嗜肺军团菌T4BSS与T4ASS的相似性非常有限,但T4BSS的基本结构与T4ASS相似。T4BSS由大约27个Dot/icm基因组成,编码22种结构蛋白和5种与细菌细胞质中效应蛋白相互作用的伴侣蛋白。
Dot/Icm T4SS是嗜肺军团菌发病机制所必需的关键毒力因子,并将效应蛋白转运到宿主细胞质中,使嗜肺军团菌能够操纵多种细胞过程,包括膜运输,蛋白质合成,泛素化和自噬。
为了逃避宿主的杀死,嗜肺军团菌将吞噬体转化为称为含军团菌液泡(LCV)的保护隔室,其形成需要T4SSDot/Icm。嗜肺军团菌被肺泡巨噬细胞吞噬后,在吞噬体成熟前期, 通过抑制吞噬体 - 溶酶体融合,因而细菌不被溶解得以存活。嗜肺军团菌的Dot/Icm T4SS系统将粗面内质网和吞噬体构成一个小室,以供细菌在此大量繁殖,与细菌毒力密切相关。此外,嗜肺军团菌的 Dot/Icm T4SS 系统还可促宿主细胞凋亡以及细菌从吞噬体中的逃逸。
Dot/Icm系统通道优先组装在嗜肺军团菌细胞的两极,实际上,极性定位对于T4SS在感染过程中的功能至关重要。然而,即使在固定相中生长的细胞也具有横向的Dot/Icm系统。横向Dot/Icm系统可能对应于组装中间体。T4SSDot/Icm组装途径的是由两种蛋白质DotU和IcmF负责T4SSDot/Icm的极性靶向。
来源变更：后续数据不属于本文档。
//! OAuth 2.0 authorization-code flow
//!
//! Code exchange and userinfo fetch against one configured provider, plus
//! the signed anti-CSRF state parameter carried through the redirect.
//! Transport failures are reported to the availability monitor so provider
//! health degrades on real traffic, not just on scheduled probes.

use std::sync::Arc;
use std::time::Duration;

use chrono::Utc;
use hmac::{Hmac, Mac};
use rand::RngCore;
use serde::Deserialize;
use sha2::Sha256;

use portal_common::{AuthError, AuthResult, IdentityRecord, OauthProviderConfig};
use portal_resilience::AvailabilityMonitor;

use crate::identity::IdentityNormalizer;

type HmacSha256 = Hmac<Sha256>;

/// OAuth flow client for one configured provider.
pub struct OauthFlowClient {
    config: OauthProviderConfig,
    http: reqwest::Client,
    monitor: Arc<AvailabilityMonitor>,
    normalizer: IdentityNormalizer,
}

#[derive(Deserialize)]
struct TokenResponse {
    access_token: Option<String>,
}

impl OauthFlowClient {
    pub fn new(config: OauthProviderConfig, monitor: Arc<AvailabilityMonitor>) -> Self {
        Self {
            config,
            http: reqwest::Client::new(),
            monitor,
            normalizer: IdentityNormalizer::new(),
        }
    }

    /// Front-channel authorization URL for the configured provider.
    pub fn authorize_url(&self, state: &str) -> AuthResult<String> {
        let mut url = reqwest::Url::parse(&self.config.authorize_url).map_err(|e| {
            AuthError::ConfigurationMissing(format!(
                "bad authorize_url for {}: {e}",
                self.config.provider_id
            ))
        })?;
        url.query_pairs_mut()
            .append_pair("response_type", "code")
            .append_pair("client_id", &self.config.client_id)
            .append_pair("redirect_uri", &self.config.callback_url)
            .append_pair("scope", &self.config.scopes.join(" "))
            .append_pair("state", state);
        Ok(url.to_string())
    }

    /// Mint a fresh `timestamp_nonce_signature` state token.
    ///
    /// The signature is HMAC-SHA256 over `timestamp_nonce` with the server
    /// secret; the token is unguessable and tamper-evident.
    pub fn generate_state(&self) -> String {
        let timestamp = Utc::now().timestamp();
        let mut nonce_bytes = [0u8; 16];
        rand::thread_rng().fill_bytes(&mut nonce_bytes);
        let nonce = hex::encode(nonce_bytes);
        let signature = self.state_signature(&format!("{timestamp}_{nonce}"));
        format!("{timestamp}_{nonce}_{signature}")
    }

    /// Whether a state token is authentic and inside its 10-minute window.
    pub fn validate_state(&self, token: &str) -> bool {
        self.check_state(token).is_ok()
    }

    /// Full back-channel flow: state check, code exchange, profile fetch,
    /// normalization.
    pub async fn exchange_and_fetch_profile(
        &self,
        code: &str,
        state: &str,
    ) -> AuthResult<IdentityRecord> {
        self.check_state(state).map_err(|e| {
            tracing::warn!(
                provider = %self.config.provider_id,
                error = %e,
                "state parameter rejected, possible CSRF"
            );
            e
        })?;
        let access_token = self.exchange_code_for_token(code).await?;
        let profile = self.fetch_user_profile(&access_token).await?;
        self.normalizer
            .from_oauth_profile(&profile, &self.config.attribute_mapping)
    }

    /// POST the authorization code to the token endpoint.
    pub async fn exchange_code_for_token(&self, code: &str) -> AuthResult<String> {
        let params = [
            ("grant_type", "authorization_code"),
            ("code", code),
            ("redirect_uri", self.config.callback_url.as_str()),
        ];
        let response = self
            .http
            .post(&self.config.token_url)
            .basic_auth(&self.config.client_id, Some(&self.config.client_secret))
            .form(&params)
            .timeout(self.request_timeout())
            .send()
            .await
            .map_err(|e| {
                self.transport_failure(AuthError::TokenExchangeFailed(format!(
                    "request failed: {e}"
                )))
            })?;

        let status = response.status();
        if !status.is_success() {
            return Err(self.transport_failure(AuthError::TokenExchangeFailed(format!(
                "token endpoint returned {status}"
            ))));
        }

        let body: TokenResponse = response.json().await.map_err(|e| {
            self.transport_failure(AuthError::TokenExchangeFailed(format!(
                "unreadable token response: {e}"
            )))
        })?;
        match body.access_token {
            Some(token) if !token.is_empty() => Ok(token),
            _ => Err(self.transport_failure(AuthError::TokenExchangeFailed(
                "no access_token in response".to_string(),
            ))),
        }
    }

    /// GET the userinfo endpoint with the bearer token.
    pub async fn fetch_user_profile(&self, access_token: &str) -> AuthResult<serde_json::Value> {
        let response = self
            .http
            .get(&self.config.userinfo_url)
            .bearer_auth(access_token)
            .timeout(self.request_timeout())
            .send()
            .await
            .map_err(|e| {
                self.transport_failure(AuthError::ProfileFetchFailed(format!(
                    "request failed: {e}"
                )))
            })?;

        let status = response.status();
        if !status.is_success() {
            return Err(self.transport_failure(AuthError::ProfileFetchFailed(format!(
                "userinfo endpoint returned {status}"
            ))));
        }

        let profile: serde_json::Value = response.json().await.map_err(|e| {
            self.transport_failure(AuthError::ProfileFetchFailed(format!(
                "unreadable profile body: {e}"
            )))
        })?;
        if !profile.is_object() {
            return Err(self.transport_failure(AuthError::ProfileFetchFailed(
                "profile is not an object".to_string(),
            )));
        }
        Ok(profile)
    }

    fn request_timeout(&self) -> Duration {
        Duration::from_secs(self.config.request_timeout_secs)
    }

    fn state_signature(&self, payload: &str) -> String {
        let mut mac = HmacSha256::new_from_slice(self.config.state_secret.as_bytes())
            .expect("HMAC accepts keys of any length");
        mac.update(payload.as_bytes());
        hex::encode(mac.finalize().into_bytes())
    }

    fn check_state(&self, token: &str) -> AuthResult<()> {
        let mut parts = token.splitn(3, '_');
        let (Some(ts), Some(nonce), Some(signature)) = (parts.next(), parts.next(), parts.next())
        else {
            return Err(AuthError::StateParamInvalid);
        };
        if nonce.is_empty() || signature.is_empty() {
            return Err(AuthError::StateParamInvalid);
        }
        let timestamp: i64 = ts.parse().map_err(|_| AuthError::StateParamInvalid)?;

        let mut mac = HmacSha256::new_from_slice(self.config.state_secret.as_bytes())
            .expect("HMAC accepts keys of any length");
        mac.update(format!("{timestamp}_{nonce}").as_bytes());
        let expected = hex::decode(signature).map_err(|_| AuthError::StateParamInvalid)?;
        mac.verify_slice(&expected)
            .map_err(|_| AuthError::StateParamInvalid)?;

        if Utc::now().timestamp() - timestamp > self.config.state_max_age_secs {
            return Err(AuthError::StateParamExpired);
        }
        Ok(())
    }

    /// Surface a transport error to the caller and feed the circuit breaker.
    fn transport_failure(&self, err: AuthError) -> AuthError {
        tracing::warn!(
            provider = %self.config.provider_id,
            error = %err,
            "oauth transport failure"
        );
        self.monitor
            .handle_failure(&self.config.provider_id, &err.to_string());
        err
    }
}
通过透射电镜观察、原位冷冻和荧光显微镜也进一步阐明了OMCC和IMC的结构和动态活动。OMCC呈现为由DotC,DotD,DotF,DotG和DotH亚基组成的直径为400埃的“Wi-Fi”状结构,而且OMCC在宽度(~400Å)上近似于Cag系统,但在高度仅为~165Å。它由五个亚单位组成,其中DotD、DotH和DotG是VirB7、VirB9和VirB10的功能对应物,DotF和DotC是系统特异性的。 在OMC内DotC、DotD、DotH、DotK和Lpg0657分别以1:2:1:1:1的化学计量比存在。OMC和PR表现出对称性失配,但在这种情况下OMC具有13重对称性,周质环(periplasmic ring,PR)具有18重对称性。DotK和Lpg0657具有类似肽聚糖结合域的折叠,但在两种蛋白的结合缝隙中均未观察到肽聚糖。
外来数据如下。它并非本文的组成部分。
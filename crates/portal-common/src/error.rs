//! Error types for the authentication gateway

use thiserror::Error;

/// Gateway error type
///
/// Tagged failure union shared by the SAML validator, the OAuth flow client,
/// the session issuer and the local-password fallback. A validation never
/// returns a half-populated identity: it is either `Ok(IdentityRecord)` or
/// exactly one of these.
#[derive(Error, Debug)]
pub enum AuthError {
    /// Provider is not configured
    #[error("provider not configured: {0}")]
    ConfigurationMissing(String),

    /// Payload could not be decoded or parsed as a SAML response
    #[error("malformed response: {0}")]
    MalformedResponse(String),

    /// Response status was not success
    #[error("provider reported non-success status: {0}")]
    ProtocolStatusFailure(String),

    /// Response carries no signature element
    #[error("response signature missing")]
    SignatureMissing,

    /// Signature verification failed
    #[error("response signature invalid: {0}")]
    SignatureInvalid(String),

    /// Response contains no assertion
    #[error("response contains no assertion")]
    NoAssertion,

    /// Assertion time/audience conditions failed
    #[error("assertion conditions invalid: {0}")]
    ConditionsInvalid(ConditionViolation),

    /// SubjectConfirmationData recipient does not match the ACS URL
    #[error("subject confirmation recipient mismatch")]
    RecipientMismatch,

    /// Assertion subject has no NameID
    #[error("assertion subject missing NameID")]
    MissingSubject,

    /// A required attribute is absent after mapping
    #[error("required attribute missing: {0}")]
    MissingRequiredAttribute(String),

    /// Assertion or response identifier was already consumed
    #[error("replayed assertion: {0}")]
    ReplayDetected(String),

    /// Token endpoint rejected the code exchange
    #[error("token exchange failed: {0}")]
    TokenExchangeFailed(String),

    /// Userinfo endpoint could not be read
    #[error("profile fetch failed: {0}")]
    ProfileFetchFailed(String),

    /// OAuth state parameter failed signature or shape checks
    #[error("state parameter invalid")]
    StateParamInvalid,

    /// OAuth state parameter is older than the allowed window
    #[error("state parameter expired")]
    StateParamExpired,

    /// Local-password fallback is not enabled
    #[error("local authentication is disabled")]
    LocalAuthDisabled,

    /// No local credential exists for this account
    #[error("account not found or has no local credential")]
    UserNotFoundOrSsoOnly,

    /// Local credential did not verify
    #[error("invalid credentials")]
    InvalidCredentials,

    /// Operator has placed authentication in maintenance mode
    #[error("authentication is under maintenance, try again later")]
    MaintenanceMode,

    /// Provider is degraded; caller should offer local-password auth
    #[error("identity provider degraded, use local credentials")]
    ProviderDegraded,

    /// Provider is degraded and no fallback applies; retry shortly
    #[error("identity provider unavailable, retry shortly")]
    ProviderUnavailable,

    /// Sanitized field failed its shape re-validation
    #[error("invalid identity field: {0}")]
    InvalidIdentityField(String),

    /// User store failure
    #[error("user store error: {0}")]
    UserStore(String),

    /// Session store failure
    #[error("session store error: {0}")]
    SessionStore(String),

    /// Session token could not be signed
    #[error("token signing failed: {0}")]
    TokenSigning(String),
}

impl AuthError {
    /// Transport-class failures feed the availability monitor instead of
    /// being retried inline.
    pub fn is_transport(&self) -> bool {
        matches!(
            self,
            AuthError::TokenExchangeFailed(_) | AuthError::ProfileFetchFailed(_)
        )
    }
}

/// Which condition check rejected the assertion
#[derive(Debug, Clone, Copy, PartialEq, Eq)]
pub enum ConditionViolation {
    /// `NotBefore` is still in the future beyond clock skew
    NotYetValid,
    /// `NotOnOrAfter` has passed beyond clock skew
    Expired,
    /// Audience restriction does not include the SP entity id
    AudienceMismatch,
}

impl std::fmt::Display for ConditionViolation {
    fn fmt(&self, f: &mut std::fmt::Formatter<'_>) -> std::fmt::Result {
        match self {
            Self::NotYetValid => write!(f, "not yet valid"),
            Self::Expired => write!(f, "expired"),
            Self::AudienceMismatch => write!(f, "audience mismatch"),
        }
    }
}

/// Result type for the authentication gateway
pub type AuthResult<T> = Result<T, AuthError>;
IMC主要由IM蛋白DotG、DotF、ATP酶DotO和DotB 构成;DotO采用与VirB4相似的二聚体排列的六聚体,DotO呈现为两个直径与由CagE形成的I环和M环大致相同的同心环.I环底部的六聚环被假定为对应于类VirB11的DotB。
the H. pylori Cag T4SS (T4SSCag).
T4SSCag系统主要存在于幽门螺杆菌中,以在感染期间将底物附着并转移到人胃上皮细胞中,类似于革兰氏阴性细菌接合系统和根癌土壤杆菌VirB/VirD4 T4SS,其产生接合菌毛以促进附着。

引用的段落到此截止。